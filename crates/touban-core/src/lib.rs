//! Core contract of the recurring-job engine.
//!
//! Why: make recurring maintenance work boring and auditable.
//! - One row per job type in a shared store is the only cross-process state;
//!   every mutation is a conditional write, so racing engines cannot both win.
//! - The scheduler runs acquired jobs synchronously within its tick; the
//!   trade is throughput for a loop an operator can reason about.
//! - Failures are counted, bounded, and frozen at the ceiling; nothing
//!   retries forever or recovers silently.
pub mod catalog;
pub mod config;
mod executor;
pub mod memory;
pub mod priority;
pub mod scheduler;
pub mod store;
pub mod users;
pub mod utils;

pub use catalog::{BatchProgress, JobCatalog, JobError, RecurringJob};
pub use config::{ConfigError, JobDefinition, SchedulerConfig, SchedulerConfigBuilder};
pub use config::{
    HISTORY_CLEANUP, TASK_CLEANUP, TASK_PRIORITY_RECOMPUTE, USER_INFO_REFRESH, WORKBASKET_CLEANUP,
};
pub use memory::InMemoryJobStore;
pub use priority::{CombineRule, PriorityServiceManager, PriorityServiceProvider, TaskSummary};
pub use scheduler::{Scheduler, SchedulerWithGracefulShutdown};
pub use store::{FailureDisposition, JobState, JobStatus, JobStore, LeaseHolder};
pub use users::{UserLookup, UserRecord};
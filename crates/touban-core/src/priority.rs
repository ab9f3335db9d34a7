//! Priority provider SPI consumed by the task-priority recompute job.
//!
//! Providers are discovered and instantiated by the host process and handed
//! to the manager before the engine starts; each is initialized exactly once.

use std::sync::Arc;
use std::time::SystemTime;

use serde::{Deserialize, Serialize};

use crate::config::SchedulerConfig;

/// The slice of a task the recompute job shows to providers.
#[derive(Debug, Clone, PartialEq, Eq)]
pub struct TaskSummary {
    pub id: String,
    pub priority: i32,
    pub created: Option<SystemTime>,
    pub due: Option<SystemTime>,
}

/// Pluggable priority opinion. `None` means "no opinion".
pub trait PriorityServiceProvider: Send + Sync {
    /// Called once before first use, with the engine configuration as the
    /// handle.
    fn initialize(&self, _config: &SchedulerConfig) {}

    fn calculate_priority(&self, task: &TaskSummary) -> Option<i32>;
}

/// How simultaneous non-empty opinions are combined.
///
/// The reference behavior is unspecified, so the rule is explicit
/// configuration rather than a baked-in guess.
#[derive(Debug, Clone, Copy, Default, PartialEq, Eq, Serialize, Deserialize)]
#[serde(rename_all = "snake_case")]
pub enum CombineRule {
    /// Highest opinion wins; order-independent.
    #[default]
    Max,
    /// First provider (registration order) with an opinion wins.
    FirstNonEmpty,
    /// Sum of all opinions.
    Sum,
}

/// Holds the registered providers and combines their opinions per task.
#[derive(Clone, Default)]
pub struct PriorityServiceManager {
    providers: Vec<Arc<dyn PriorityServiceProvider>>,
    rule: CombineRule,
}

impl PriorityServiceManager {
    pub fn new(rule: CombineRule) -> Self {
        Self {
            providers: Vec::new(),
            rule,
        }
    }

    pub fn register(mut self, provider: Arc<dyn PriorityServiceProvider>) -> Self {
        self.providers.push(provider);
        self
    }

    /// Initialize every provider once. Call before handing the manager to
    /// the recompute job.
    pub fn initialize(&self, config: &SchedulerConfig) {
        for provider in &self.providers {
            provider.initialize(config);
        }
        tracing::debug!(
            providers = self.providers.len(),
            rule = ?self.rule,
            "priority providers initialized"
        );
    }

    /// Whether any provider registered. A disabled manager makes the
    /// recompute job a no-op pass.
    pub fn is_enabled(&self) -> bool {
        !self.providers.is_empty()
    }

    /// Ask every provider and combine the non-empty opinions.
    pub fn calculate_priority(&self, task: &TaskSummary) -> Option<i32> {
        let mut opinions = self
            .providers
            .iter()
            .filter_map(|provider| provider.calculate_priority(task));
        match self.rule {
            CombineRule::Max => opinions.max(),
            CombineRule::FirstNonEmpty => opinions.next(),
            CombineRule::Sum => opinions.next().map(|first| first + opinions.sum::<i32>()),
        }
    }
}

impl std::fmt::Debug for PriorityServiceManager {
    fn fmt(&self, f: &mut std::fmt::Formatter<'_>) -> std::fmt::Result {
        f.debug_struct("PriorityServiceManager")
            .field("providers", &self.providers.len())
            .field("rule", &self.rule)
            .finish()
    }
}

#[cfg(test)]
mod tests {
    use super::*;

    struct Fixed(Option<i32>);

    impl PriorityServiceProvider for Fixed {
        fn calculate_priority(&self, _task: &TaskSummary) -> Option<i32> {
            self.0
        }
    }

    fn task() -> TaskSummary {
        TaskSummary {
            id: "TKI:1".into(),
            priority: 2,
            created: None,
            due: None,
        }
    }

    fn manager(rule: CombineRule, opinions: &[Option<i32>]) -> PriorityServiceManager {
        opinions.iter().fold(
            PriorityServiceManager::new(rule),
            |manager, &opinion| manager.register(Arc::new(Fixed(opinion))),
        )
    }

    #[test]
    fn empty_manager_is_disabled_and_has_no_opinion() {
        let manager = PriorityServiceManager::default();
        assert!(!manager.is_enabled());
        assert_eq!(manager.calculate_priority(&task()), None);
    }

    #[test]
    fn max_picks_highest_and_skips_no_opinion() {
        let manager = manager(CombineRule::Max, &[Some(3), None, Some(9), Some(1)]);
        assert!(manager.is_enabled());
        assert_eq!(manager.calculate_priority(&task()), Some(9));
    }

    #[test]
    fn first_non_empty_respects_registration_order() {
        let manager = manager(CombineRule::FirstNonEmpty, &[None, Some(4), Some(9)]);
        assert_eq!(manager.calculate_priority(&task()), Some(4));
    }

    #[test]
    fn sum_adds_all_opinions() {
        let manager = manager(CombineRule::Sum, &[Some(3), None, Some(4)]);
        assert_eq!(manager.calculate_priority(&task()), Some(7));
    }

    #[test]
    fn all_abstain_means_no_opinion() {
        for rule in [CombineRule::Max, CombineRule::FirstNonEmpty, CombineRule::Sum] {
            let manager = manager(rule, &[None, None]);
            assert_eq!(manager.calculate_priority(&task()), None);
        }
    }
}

+++

- WHAT THE TASK REQUIRES
Take the material above and print all of it exactly.

- YOUR RESPONSE
filename crates/touban-core/src/lib.rs
//! Core contract of the recurring-job engine.
//!
//! Why: make recurring maintenance work boring and auditable.
//! - One row per job type in a shared store is the only cross-process state;
//!   every mutation is a conditional write, so racing engines cannot both win.
//! - The scheduler runs acquired jobs synchronously within its tick; the
//!   trade is throughput for a loop an operator can reason about.
//! - Failures are counted, bounded, and frozen at the ceiling; nothing
//!   retries forever or recovers silently.
pub mod catalog;
pub mod config;
mod executor;
pub mod memory;
pub mod priority;
pub mod scheduler;
pub mod store;
pub mod users;
pub mod utils;

pub use catalog::{BatchProgress, JobCatalog, JobError, RecurringJob};
pub use config::{ConfigError, JobDefinition, SchedulerConfig, SchedulerConfigBuilder};
pub use config::{
    HISTORY_CLEANUP, TASK_CLEANUP, TASK_PRIORITY_RECOMPUTE, USER_INFO_REFRESH, WORKBASKET_CLEANUP,
};
pub use memory::InMemoryJobStore;
pub use priority::{CombineRule, PriorityServiceManager, PriorityServiceProvider, TaskSummary};
pub use scheduler::{Scheduler, SchedulerWithGracefulShutdown};
pub use store::{FailureDisposition, JobState, JobStatus, JobStore, LeaseHolder};
pub use users::{UserLookup, UserRecord};
filename crates/touban-core/src/priority.rs
repository ab9f3335db9d34a7
//! Priority provider SPI consumed by the task-priority recompute job.
//!
//! Providers are discovered and instantiated by the host process and handed
//! to the manager before the engine starts; each is initialized exactly once.

use std::sync::Arc;
use std::time::SystemTime;

use serde::{Deserialize, Serialize};

use crate::config::SchedulerConfig;

/// The slice of a task the recompute job shows to providers.
#[derive(Debug, Clone, PartialEq, Eq)]
pub struct TaskSummary {
    pub id: String,
    pub priority: i32,
    pub created: Option<SystemTime>,
    pub due: Option<SystemTime>,
}

/// Pluggable priority opinion. `None` means "no opinion".
pub trait PriorityServiceProvider: Send + Sync {
    /// Called once before first use, with the engine configuration as the
    /// handle.
    fn initialize(&self, _config: &SchedulerConfig) {}

    fn calculate_priority(&self, task: &TaskSummary) -> Option<i32>;
}

/// How simultaneous non-empty opinions are combined.
///
/// The reference behavior is unspecified, so the rule is explicit
/// configuration rather than a baked-in guess.
#[derive(Debug, Clone, Copy, Default, PartialEq, Eq, Serialize, Deserialize)]
#[serde(rename_all = "snake_case")]
pub enum CombineRule {
    /// Highest opinion wins; order-independent.
    #[default]
    Max,
    /// First provider (registration order) with an opinion wins.
    FirstNonEmpty,
    /// Sum of all opinions.
    Sum,
}

/// Holds the registered providers and combines their opinions per task.
#[derive(Clone, Default)]
pub struct PriorityServiceManager {
    providers: Vec<Arc<dyn PriorityServiceProvider>>,
    rule: CombineRule,
}

impl PriorityServiceManager {
    pub fn new(rule: CombineRule) -> Self {
        Self {
            providers: Vec::new(),
            rule,
        }
    }

    pub fn register(mut self, provider: Arc<dyn PriorityServiceProvider>) -> Self {
        self.providers.push(provider);
        self
    }

    /// Initialize every provider once. Call before handing the manager to
    /// the recompute job.
    pub fn initialize(&self, config: &SchedulerConfig) {
        for provider in &self.providers {
            provider.initialize(config);
        }
        tracing::debug!(
            providers = self.providers.len(),
            rule = ?self.rule,
            "priority providers initialized"
        );
    }

    /// Whether any provider registered. A disabled manager makes the
    /// recompute job a no-op pass.
    pub fn is_enabled(&self) -> bool {
        !self.providers.is_empty()
    }

    /// Ask every provider and combine the non-empty opinions.
    pub fn calculate_priority(&self, task: &TaskSummary) -> Option<i32> {
        let mut opinions = self
            .providers
            .iter()
            .filter_map(|provider| provider.calculate_priority(task));
        match self.rule {
            CombineRule::Max => opinions.max(),
            CombineRule::FirstNonEmpty => opinions.next(),
            CombineRule::Sum => opinions.next().map(|first| first + opinions.sum::<i32>()),
        }
    }
}

impl std::fmt::Debug for PriorityServiceManager {
    fn fmt(&self, f: &mut std::fmt::Formatter<'_>) -> std::fmt::Result {
        f.debug_struct("PriorityServiceManager")
            .field("providers", &self.providers.len())
            .field("rule", &self.rule)
            .finish()
    }
}

#[cfg(test)]
mod tests {
    use super::*;

    struct Fixed(Option<i32>);

    impl PriorityServiceProvider for Fixed {
        fn calculate_priority(&self, _task: &TaskSummary) -> Option<i32> {
            self.0
        }
    }

    fn task() -> TaskSummary {
        TaskSummary {
            id: "TKI:1".into(),
            priority: 2,
            created: None,
            due: None,
        }
    }

    fn manager(rule: CombineRule, opinions: &[Option<i32>]) -> PriorityServiceManager {
        opinions.iter().fold(
            PriorityServiceManager::new(rule),
            |manager, &opinion| manager.register(Arc::new(Fixed(opinion))),
        )
    }

    #[test]
    fn empty_manager_is_disabled_and_has_no_opinion() {
        let manager = PriorityServiceManager::default();
        assert!(!manager.is_enabled());
        assert_eq!(manager.calculate_priority(&task()), None);
    }

    #[test]
    fn max_picks_highest_and_skips_no_opinion() {
        let manager = manager(CombineRule::Max, &[Some(3), None, Some(9), Some(1)]);
        assert!(manager.is_enabled());
        assert_eq!(manager.calculate_priority(&task()), Some(9));
    }

    #[test]
    fn first_non_empty_respects_registration_order() {
        let manager = manager(CombineRule::FirstNonEmpty, &[None, Some(4), Some(9)]);
        assert_eq!(manager.calculate_priority(&task()), Some(4));
    }

    #[test]
    fn sum_adds_all_opinions() {
        let manager = manager(CombineRule::Sum, &[Some(3), None, Some(4)]);
        assert_eq!(manager.calculate_priority(&task()), Some(7));
    }

    #[test]
    fn all_abstain_means_no_opinion() {
        for rule in [CombineRule::Max, CombineRule::FirstNonEmpty, CombineRule::Sum] {
            let manager = manager(rule, &[None, None]);
            assert_eq!(manager.calculate_priority(&task()), None);
        }
    }
}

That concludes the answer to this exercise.